To prevent alteration or modification of the data on the chip, and to allow authorities to validate and authenticate the data, the information on the chip will include an electronic signature.

The government said it expects that by October, all new passports will be chipped.

Privacy advocates are leery of such efforts.

Indeed, in a recent demonstration at the Black Hat security conference in Las Vegas, German researcher Lukas Grunwald reportedly used a laptop with an RFID reader and smart-card programmer to scan information on a VeriChip RFID chip, which he then wrote to the smart card. Theoretically, the information could wind up embedded in a fraudulent passport.

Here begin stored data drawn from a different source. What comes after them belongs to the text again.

use std::collections::HashMap;
use std::fs;
use std::path::Path;

use serde::Deserialize;

use crate::catalog::LanguageCatalog;
use crate::error::{AppError, AppResult};
use crate::model::{ArticleId, LanguageCode, MarkId, SearchResult};

use super::traits::{Article, ArticleSource, DictionaryFilter};

pub const DEFAULT_MAX_RESULTS: usize = 64;

const SAMPLE_DICTIONARY: &str = include_str!("sample.json");

#[derive(Debug, Deserialize)]
struct DictionaryFile {
    languages: Vec<LanguageRecord>,
    articles: Vec<ArticleRecord>,
    #[serde(default)]
    index: HashMap<LanguageCode, Vec<IndexRecord>>,
}

#[derive(Debug, Deserialize)]
struct LanguageRecord {
    code: LanguageCode,
    name: String,
}

#[derive(Debug, Deserialize)]
struct ArticleRecord {
    id: ArticleId,
    title: String,
    #[serde(default)]
    senses: Vec<String>,
}

#[derive(Debug, Deserialize)]
struct IndexRecord {
    word: String,
    article: ArticleId,
    #[serde(default = "first_mark")]
    mark: MarkId,
}

fn first_mark() -> MarkId {
    MarkId(0)
}

#[derive(Debug, Clone)]
struct IndexEntry {
    folded: String,
    word: String,
    result: SearchResult,
}

/// Words of one language sorted by folded form, plus the positions of every
/// word pointing at a given sense.
#[derive(Debug, Clone, Default)]
struct LanguageIndex {
    entries: Vec<IndexEntry>,
    by_result: HashMap<SearchResult, Vec<usize>>,
}

impl LanguageIndex {
    fn new(mut entries: Vec<IndexEntry>) -> Self {
        entries.sort_by(|a, b| a.folded.cmp(&b.folded));
        let mut by_result: HashMap<SearchResult, Vec<usize>> = HashMap::new();
        for (position, entry) in entries.iter().enumerate() {
            by_result.entry(entry.result).or_default().push(position);
        }
        Self { entries, by_result }
    }

    /// Synonyms share a result; the one the query actually hit wins.
    fn headword(&self, result: &SearchResult, folded_query: &str) -> Option<&IndexEntry> {
        let candidates: Vec<&IndexEntry> = self
            .by_result
            .get(result)?
            .iter()
            .map(|&position| &self.entries[position])
            .collect();
        if folded_query.is_empty() {
            return candidates.first().copied();
        }
        candidates
            .iter()
            .find(|entry| entry.folded.starts_with(folded_query))
            .or_else(|| {
                candidates
                    .iter()
                    .find(|entry| entry.folded.contains(folded_query))
            })
            .or_else(|| candidates.first())
            .copied()
    }
}

/// Whole dictionary held in memory, searchable in every indexed language.
#[derive(Debug, Clone)]
pub struct MemoryDictionary {
    languages: Vec<(LanguageCode, String)>,
    articles: HashMap<ArticleId, Article>,
    indices: HashMap<LanguageCode, LanguageIndex>,
    max_results: usize,
}

impl MemoryDictionary {
    pub fn sample() -> AppResult<Self> {
        Self::from_json(SAMPLE_DICTIONARY, "built-in sample")
    }

    pub fn load_from_path(path: impl AsRef<Path>) -> AppResult<Self> {
        let path = path.as_ref();
        let raw = fs::read_to_string(path).map_err(|source| {
            AppError::io_with_context(
                source,
                format!("failed to read dictionary: {}", path.display()),
            )
        })?;
        Self::from_json(&raw, &path.display().to_string())
    }

    pub fn from_json(raw: &str, origin: &str) -> AppResult<Self> {
        let file = serde_json::from_str::<DictionaryFile>(raw)
            .map_err(|source| AppError::dictionary(source, format!("failed to parse {origin}")))?;
        Self::from_file(file)
    }

    pub fn with_max_results(mut self, max_results: usize) -> Self {
        self.max_results = max_results.max(1);
        self
    }

    fn from_file(file: DictionaryFile) -> AppResult<Self> {
        let mut articles = HashMap::with_capacity(file.articles.len());
        for record in file.articles {
            let article = Article {
                id: record.id,
                title: record.title,
                senses: record.senses,
            };
            if articles.insert(article.id, article).is_some() {
                return Err(AppError::invalid_argument(format!(
                    "duplicate article {}",
                    record.id.0
                )));
            }
        }

        let mut indices = HashMap::with_capacity(file.index.len());
        for (language, records) in file.index {
            let mut entries = Vec::with_capacity(records.len());
            for record in records {
                let Some(article) = articles.get(&record.article) else {
                    return Err(AppError::invalid_argument(format!(
                        "index word '{}' refers to unknown article {}",
                        record.word, record.article.0
                    )));
                };
                if record.mark.0 as usize >= article.senses.len().max(1) {
                    return Err(AppError::invalid_argument(format!(
                        "index word '{}' refers to unknown mark {} of article {}",
                        record.word, record.mark.0, record.article.0
                    )));
                }
                entries.push(IndexEntry {
                    folded: fold_query(&language, &record.word),
                    word: record.word,
                    result: SearchResult::new(record.article, record.mark),
                });
            }
            indices.insert(language, LanguageIndex::new(entries));
        }

        let languages = file
            .languages
            .into_iter()
            .map(|record| (record.code, record.name))
            .collect();

        Ok(Self {
            languages,
            articles,
            indices,
            max_results: DEFAULT_MAX_RESULTS,
        })
    }
}

impl DictionaryFilter for MemoryDictionary {
    fn filter(&self, language: &LanguageCode, query: &str) -> AppResult<Vec<SearchResult>> {
        let Some(index) = self.indices.get(language) else {
            return Err(AppError::unsupported(format!(
                "no index for language '{language}'"
            )));
        };

        let folded = fold_query(language, query.trim());
        if folded.is_empty() {
            return Ok(Vec::new());
        }

        let mut prefix = Vec::new();
        let mut contains = Vec::new();
        for entry in &index.entries {
            if entry.folded.starts_with(&folded) {
                prefix.push(entry.result);
            } else if entry.folded.contains(&folded) {
                contains.push(entry.result);
            }
        }

        prefix.extend(contains);
        prefix.truncate(self.max_results);
        Ok(prefix)
    }
}

impl LanguageCatalog for MemoryDictionary {
    fn language_name(&self, code: &LanguageCode) -> String {
        self.languages
            .iter()
            .find(|(entry, _)| entry == code)
            .map(|(_, name)| name.clone())
            .unwrap_or_else(|| code.to_string())
    }

    fn languages(&self) -> Vec<LanguageCode> {
        self.languages.iter().map(|(code, _)| code.clone()).collect()
    }
}

impl ArticleSource for MemoryDictionary {
    fn article(&self, id: ArticleId) -> Option<Article> {
        self.articles.get(&id).cloned()
    }

    fn headword(
        &self,
        language: &LanguageCode,
        result: &SearchResult,
        query: &str,
    ) -> Option<String> {
        let folded = fold_query(language, query.trim());
        self.indices
            .get(language)
            .and_then(|index| index.headword(result, &folded))
            .map(|entry| entry.word.clone())
            .or_else(|| self.articles.get(&result.article).map(|a| a.title.clone()))
    }
}

/// Lowercases `text`; Esperanto input additionally accepts the x-system
/// (`cx` for `ĉ`, `ux` for `ŭ`, ...).
pub fn fold_query(language: &LanguageCode, text: &str) -> String {
    let lower = text.to_lowercase();
    if !language.is_default() {
        return lower;
    }

    let mut out = String::with_capacity(lower.len());
    let mut chars = lower.chars().peekable();
    while let Some(ch) = chars.next() {
        let hatted = match ch {
            'c' => Some('ĉ'),
            'g' => Some('ĝ'),
            'h' => Some('ĥ'),
            'j' => Some('ĵ'),
            's' => Some('ŝ'),
            'u' => Some('ŭ'),
            _ => None,
        };
        match hatted {
            Some(hatted) if chars.peek() == Some(&'x') => {
                chars.next();
                out.push(hatted);
            }
            _ => out.push(ch),
        }
    }
    out
}

#[cfg(test)]
mod tests {
    use crate::catalog::LanguageCatalog;
    use crate::dictionary::{ArticleSource, DictionaryFilter};
    use crate::model::{ArticleId, LanguageCode, MarkId, SearchResult};

    use super::{MemoryDictionary, fold_query};

    fn sample() -> MemoryDictionary {
        MemoryDictionary::sample().expect("sample dictionary should parse")
    }

    fn titles(dict: &MemoryDictionary, language: &str, query: &str) -> Vec<String> {
        let language = LanguageCode::from(language);
        dict.filter(&language, query)
            .expect("filter should succeed")
            .iter()
            .map(|result| {
                dict.headword(&language, result, query)
                    .expect("result should have a headword")
            })
            .collect()
    }

    #[test]
    fn sample_catalog_lists_languages_in_file_order() {
        let dict = sample();
        let codes: Vec<String> = dict.languages().iter().map(|c| c.to_string()).collect();
        assert_eq!(codes, vec!["eo", "en", "fr", "de"]);
        assert_eq!(dict.language_name(&LanguageCode::from("de")), "German");
    }

    #[test]
    fn prefix_matches_come_before_substring_matches() {
        let dict = sample();
        assert_eq!(
            titles(&dict, "eo", "tag"),
            vec!["tagmanĝo", "tago", "ĉiutaga"]
        );
    }

    #[test]
    fn x_system_folds_to_circumflex_letters() {
        assert_eq!(fold_query(&LanguageCode::from("eo"), "CXevalo"), "ĉevalo");
        assert_eq!(fold_query(&LanguageCode::from("eo"), "auxto"), "aŭto");
        assert_eq!(fold_query(&LanguageCode::from("en"), "cxx"), "cxx");

        let dict = sample();
        assert_eq!(titles(&dict, "eo", "sxip"), vec!["ŝipo"]);
    }

    #[test]
    fn matching_is_case_insensitive() {
        let dict = sample();
        assert_eq!(titles(&dict, "de", "hun"), vec!["Hund"]);
        assert_eq!(titles(&dict, "en", "DOG"), vec!["dog"]);
    }

    #[test]
    fn empty_query_returns_no_results() {
        let dict = sample();
        assert!(titles(&dict, "en", "   ").is_empty());
    }

    #[test]
    fn results_carry_article_and_mark() {
        let dict = sample();
        let results = dict
            .filter(&LanguageCode::from("en"), "cur")
            .expect("filter should succeed");
        assert_eq!(results, vec![SearchResult::new(ArticleId(0), MarkId(1))]);
    }

    #[test]
    fn max_results_caps_the_sequence() {
        let dict = sample().with_max_results(1);
        assert_eq!(titles(&dict, "eo", "o").len(), 1);
    }

    #[test]
    fn unknown_language_is_rejected() {
        let dict = sample();
        assert!(dict.filter(&LanguageCode::from("xx"), "a").is_err());
    }

    #[test]
    fn index_pointing_at_missing_article_is_rejected() {
        let raw = r#"{
            "languages": [{ "code": "eo", "name": "Esperanto" }],
            "articles": [],
            "index": { "eo": [{ "word": "hundo", "article": 4 }] }
        }"#;
        assert!(MemoryDictionary::from_json(raw, "inline").is_err());
    }

    #[test]
    fn synonyms_of_one_sense_show_the_word_that_matched() {
        let raw = r#"{
            "languages": [{ "code": "en", "name": "English" }],
            "articles": [{ "id": 0, "title": "hundo", "senses": ["Dombesto."] }],
            "index": { "en": [
                { "word": "dog", "article": 0 },
                { "word": "hound", "article": 0 }
            ] }
        }"#;
        let dict = MemoryDictionary::from_json(raw, "inline").expect("inline dictionary");
        assert_eq!(titles(&dict, "en", "hou"), vec!["hound"]);
        assert_eq!(titles(&dict, "en", "do"), vec!["dog"]);
        // "un" only occurs inside "hound".
        assert_eq!(titles(&dict, "en", "un"), vec!["hound"]);

        let english = LanguageCode::from("en");
        let sense = SearchResult::new(ArticleId(0), MarkId(0));
        assert_eq!(dict.headword(&english, &sense, "").as_deref(), Some("dog"));
    }

    #[test]
    fn article_lookup_exposes_senses_by_mark() {
        let dict = sample();
        let article = dict.article(ArticleId(2)).expect("tago should exist");
        assert_eq!(article.title, "tago");
        assert_eq!(article.sense(MarkId(1)), Some("Daŭro de dudek kvar horoj."));
        assert_eq!(article.sense(MarkId(9)), None);
    }
}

VeriChip spokeswoman Nicole Philbin wrote in an e-mail that “the company has not officially responded nor verified” the hacker demonstration. However, “the VeriChip technology is a much more secure means of identification than the cards people carry around in their wallets,” she commented.

VeriChip developed the now FDA-approved VeriMed Patient Identification System, a human-implantable microchip equipped with passive RFID technology designed to accurately identify patients as they arrive in emergency rooms. Once a patient is identified, hospitals can access a database network containing medical records. The company has said the chip can also be used in nursing homes and other medical settings.

Philbin dismissed security concerns about patients’ medical history, saying, “Each chip contains a unique 16-digit identification number. The information stored in an individual’s profile in the secure database only contains the information the patient chooses to enter. (Each patient is responsible for entering his or her own information, i.e. name, doctor’s name).”

Meanwhile, a secure ID industry coalition that includes card makers Gemalto and Oberthur Card Systems, as well as chipmakers Infineon Technologies AG, Philips Semiconductors and Texas Instruments Inc. said it planned to educate policy-makers and present them with the group’s privacy and security standards suggestions during last week’s National Conference of State Legislators.

The coalition says it aims to “promote the understanding and appropriate use of smart-card technology while maintaining user privacy.”

The group said the following initiatives form the basis of its call for standards and best practices within the industry:

  • Privacy of personal information as defined by all relevant regulations and laws.
  • Confidence that ID documents have been appropriately secured against threats of fraudulent access to personal information.
  • The right to know what data is contained in electronic ID documents, how that data will be collected, secured and transmitted, the presence of radio frequency technology in ID documents, and when, where and why an RF device is being read.